> **THE TASK**: From the records below, state how many lines hold the string "altogether", without any other text.
───── INFORMATION
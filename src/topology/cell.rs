//! Cells: typed elements with per-face adjacency and interface lists.
//!
//! A cell owns its connectivity (vertex ids) and two
//! [`NeighbourhoodStorage`]s indexed by local face: the adjacent cells and
//! the bounding interfaces. Both lists are ordered and duplicate-free.
//!
//! The interior/ghost flag decides which half of the octant index a cell
//! lives in. It is fixed at construction: a cell that changes owner is
//! deleted and imported again.

use std::fmt;

use crate::mesh_error::MeshError;
use crate::topology::element_type::ElementType;
use crate::topology::id::EntityId;
use crate::topology::neighbourhood::NeighbourhoodStorage;

/// A cell of a patch.
///
/// The serialized form is the element state (id, type, connectivity,
/// interior flag) followed by the interfaces and then the adjacencies.
#[derive(Clone, Debug, PartialEq, serde::Serialize, serde::Deserialize)]
pub struct Cell {
    id: EntityId,
    element_type: ElementType,
    connect: Vec<EntityId>,
    interior: bool,
    interfaces: NeighbourhoodStorage,
    adjacencies: NeighbourhoodStorage,
}

impl Cell {
    /// Create a cell without connectivity.
    ///
    /// Fixed-size types get their neighbourhood slots right away; run-time
    /// polytopes get them once connectivity is assigned.
    pub fn new(id: EntityId, element_type: ElementType, interior: bool, store: bool) -> Self {
        let mut cell = Self {
            id,
            element_type,
            connect: Vec::new(),
            interior,
            interfaces: NeighbourhoodStorage::disabled(),
            adjacencies: NeighbourhoodStorage::disabled(),
        };
        cell.init_neighbourhood(store);
        cell
    }

    /// Create a cell with the given connectivity.
    ///
    /// Fails when a fixed-size type receives the wrong number of vertices.
    pub fn with_connect(
        id: EntityId,
        element_type: ElementType,
        connect: Vec<EntityId>,
        interior: bool,
        store: bool,
    ) -> Result<Self, MeshError> {
        check_connect(element_type, connect.len())?;
        let mut cell = Self {
            id,
            element_type,
            connect,
            interior,
            interfaces: NeighbourhoodStorage::disabled(),
            adjacencies: NeighbourhoodStorage::disabled(),
        };
        cell.init_neighbourhood(store);
        Ok(cell)
    }

    /// Re-initialize the cell in place, dropping its connectivity.
    pub fn initialize(&mut self, id: EntityId, element_type: ElementType, interior: bool, store: bool) {
        self.id = id;
        self.element_type = element_type;
        self.connect.clear();
        self.interior = interior;
        self.init_neighbourhood(store);
    }

    /// Re-initialize the cell in place with new connectivity.
    pub fn initialize_with_connect(
        &mut self,
        id: EntityId,
        element_type: ElementType,
        connect: Vec<EntityId>,
        interior: bool,
        store: bool,
    ) -> Result<(), MeshError> {
        check_connect(element_type, connect.len())?;
        self.id = id;
        self.element_type = element_type;
        self.connect = connect;
        self.interior = interior;
        self.init_neighbourhood(store);
        Ok(())
    }

    /// Single entry point for (re)building the neighbourhood storages.
    ///
    /// Storages whose slot count already matches the face count are only
    /// emptied, the others are reallocated.
    fn init_neighbourhood(&mut self, store: bool) {
        let element_type = self.element_type;
        let connect_len = self.connect.len();
        let n_faces = element_type.face_count(connect_len);
        let keep = store && element_type != ElementType::Undefined && n_faces > 0;
        for storage in [&mut self.interfaces, &mut self.adjacencies] {
            if keep && storage.is_enabled() && storage.face_count() == n_faces {
                storage.clear_entries();
            } else {
                *storage = NeighbourhoodStorage::for_element(element_type, connect_len, store);
            }
        }
    }

    #[inline]
    pub fn id(&self) -> EntityId {
        self.id
    }

    #[inline]
    pub fn element_type(&self) -> ElementType {
        self.element_type
    }

    /// Whether the cell is owned by this process (as opposed to a ghost).
    #[inline]
    pub fn is_interior(&self) -> bool {
        self.interior
    }

    /// Vertex ids in local vertex order.
    #[inline]
    pub fn connect(&self) -> &[EntityId] {
        &self.connect
    }

    /// Replace the connectivity; neighbourhood slots follow the new face count.
    pub fn set_connect(&mut self, connect: Vec<EntityId>, store: bool) -> Result<(), MeshError> {
        check_connect(self.element_type, connect.len())?;
        let before = self.face_count();
        self.connect = connect;
        if self.face_count() != before {
            self.init_neighbourhood(store);
        }
        Ok(())
    }

    /// The `k`-th vertex.
    pub fn vertex(&self, k: usize) -> Option<EntityId> {
        self.connect.get(k).copied()
    }

    pub fn vertex_count(&self) -> usize {
        self.connect.len()
    }

    pub fn face_count(&self) -> usize {
        self.element_type.face_count(self.connect.len())
    }

    /// Vertex ids of `face`, in the element's local face order.
    pub fn face_vertices(&self, face: usize) -> Result<Vec<EntityId>, MeshError> {
        let local = self
            .element_type
            .face_connect(face, self.connect.len())
            .ok_or(MeshError::FaceOutOfRange {
                face,
                count: self.face_count(),
            })?;
        local
            .into_iter()
            .map(|k| {
                self.connect.get(k).copied().ok_or(MeshError::InvalidConnectivity {
                    expected: k + 1,
                    found: self.connect.len(),
                })
            })
            .collect()
    }

    // ---------------------------------------------------------------------
    // Interfaces
    // ---------------------------------------------------------------------

    /// Raw interface storage.
    pub fn interface_storage(&self) -> &NeighbourhoodStorage {
        &self.interfaces
    }

    /// Re-create the interface slots (`store == false` disables them).
    pub fn reset_interfaces(&mut self, store: bool) {
        self.interfaces =
            NeighbourhoodStorage::for_element(self.element_type, self.connect.len(), store);
    }

    /// Drop interface storage altogether.
    pub fn delete_interfaces(&mut self) {
        self.reset_interfaces(false);
    }

    pub fn set_interfaces(&mut self, lists: &[Vec<EntityId>]) -> Result<(), MeshError> {
        if self.element_type == ElementType::Undefined {
            return Ok(());
        }
        self.interfaces.set_all(lists)
    }

    pub fn set_interface(&mut self, face: usize, index: usize, interface: EntityId) -> Result<(), MeshError> {
        self.interfaces.set(face, index, interface)
    }

    /// Link `interface` to `face`; no-op if already linked.
    pub fn push_interface(&mut self, face: usize, interface: EntityId) -> Result<bool, MeshError> {
        self.interfaces.push(face, interface)
    }

    pub fn delete_interface(&mut self, face: usize, index: usize) -> Result<EntityId, MeshError> {
        self.interfaces.erase(face, index)
    }

    pub fn interface_count(&self) -> usize {
        self.interfaces.len()
    }

    pub fn face_interface_count(&self, face: usize) -> usize {
        self.interfaces.count(face)
    }

    pub fn interface(&self, face: usize, index: usize) -> Result<EntityId, MeshError> {
        self.interfaces.get(face, index)
    }

    pub fn interfaces(&self) -> &[EntityId] {
        self.interfaces.items()
    }

    pub fn face_interfaces(&self, face: usize) -> &[EntityId] {
        self.interfaces.face(face)
    }

    pub fn find_interface(&self, face: usize, interface: EntityId) -> Option<usize> {
        self.interfaces.find(face, interface)
    }

    pub fn find_interface_any(&self, interface: EntityId) -> Option<usize> {
        self.interfaces.find_any(interface)
    }

    // ---------------------------------------------------------------------
    // Adjacencies
    // ---------------------------------------------------------------------

    /// Raw adjacency storage.
    pub fn adjacency_storage(&self) -> &NeighbourhoodStorage {
        &self.adjacencies
    }

    /// Re-create the adjacency slots (`store == false` disables them).
    pub fn reset_adjacencies(&mut self, store: bool) {
        self.adjacencies =
            NeighbourhoodStorage::for_element(self.element_type, self.connect.len(), store);
    }

    /// Drop adjacency storage altogether.
    pub fn delete_adjacencies(&mut self) {
        self.reset_adjacencies(false);
    }

    pub fn set_adjacencies(&mut self, lists: &[Vec<EntityId>]) -> Result<(), MeshError> {
        if self.element_type == ElementType::Undefined {
            return Ok(());
        }
        self.adjacencies.set_all(lists)
    }

    pub fn set_adjacency(&mut self, face: usize, index: usize, adjacency: EntityId) -> Result<(), MeshError> {
        self.adjacencies.set(face, index, adjacency)
    }

    /// Link the neighbour `adjacency` to `face`; no-op if already linked.
    pub fn push_adjacency(&mut self, face: usize, adjacency: EntityId) -> Result<bool, MeshError> {
        self.adjacencies.push(face, adjacency)
    }

    pub fn delete_adjacency(&mut self, face: usize, index: usize) -> Result<EntityId, MeshError> {
        self.adjacencies.erase(face, index)
    }

    pub fn adjacency_count(&self) -> usize {
        self.adjacencies.len()
    }

    pub fn face_adjacency_count(&self, face: usize) -> usize {
        self.adjacencies.count(face)
    }

    pub fn adjacency(&self, face: usize, index: usize) -> Result<EntityId, MeshError> {
        self.adjacencies.get(face, index)
    }

    pub fn adjacencies(&self) -> &[EntityId] {
        self.adjacencies.items()
    }

    pub fn face_adjacencies(&self, face: usize) -> &[EntityId] {
        self.adjacencies.face(face)
    }

    pub fn find_adjacency(&self, face: usize, adjacency: EntityId) -> Option<usize> {
        self.adjacencies.find(face, adjacency)
    }

    pub fn find_adjacency_any(&self, adjacency: EntityId) -> Option<usize> {
        self.adjacencies.find_any(adjacency)
    }

    /// A face is a border when no cell is linked to it.
    pub fn is_face_border(&self, face: usize) -> bool {
        self.adjacencies.count(face) == 0
    }

    /// Size in bytes of the serialized payload.
    pub fn binary_size(&self) -> usize {
        let element = std::mem::size_of::<u64>() * (3 + self.connect.len()) + 1;
        element + self.interfaces.binary_size() + self.adjacencies.binary_size()
    }
}

fn check_connect(element_type: ElementType, len: usize) -> Result<(), MeshError> {
    match element_type.vertex_count() {
        Some(expected) if expected != len => Err(MeshError::InvalidConnectivity {
            expected,
            found: len,
        }),
        _ => Ok(()),
    }
}

fn write_lists(f: &mut fmt::Formatter<'_>, storage: &NeighbourhoodStorage) -> fmt::Result {
    write!(f, "[")?;
    for face in 0..storage.face_count() {
        let entries = storage.face(face);
        if entries.is_empty() {
            write!(f, " [n.a.]")?;
        } else {
            let joined: Vec<String> = entries.iter().map(|e| e.to_string()).collect();
            write!(f, " [{}]", joined.join(", "))?;
        }
    }
    write!(f, " ]")
}

impl fmt::Display for Cell {
    fn fmt(&self, f: &mut fmt::Formatter<'_>) -> fmt::Result {
        if self.element_type == ElementType::Undefined {
            return writeln!(f, "cell type:    (unknown)");
        }
        writeln!(f, "cell type:    {:?}", self.element_type)?;
        writeln!(f, "ID:           {}", self.id)?;
        writeln!(f, "is ghost:     ({})", !self.interior)?;
        let connect: Vec<String> = self.connect.iter().map(|v| v.to_string()).collect();
        writeln!(f, "connectivity: [ {} ]", connect.join(", "))?;
        if self.adjacencies.is_enabled() {
            write!(f, "neighbors:    ")?;
            write_lists(f, &self.adjacencies)?;
            writeln!(f)?;
        }
        if self.interfaces.is_enabled() {
            write!(f, "interfaces:   ")?;
            write_lists(f, &self.interfaces)?;
            writeln!(f)?;
        }
        Ok(())
    }
}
──────────
> **RESPONSE BOX**: 2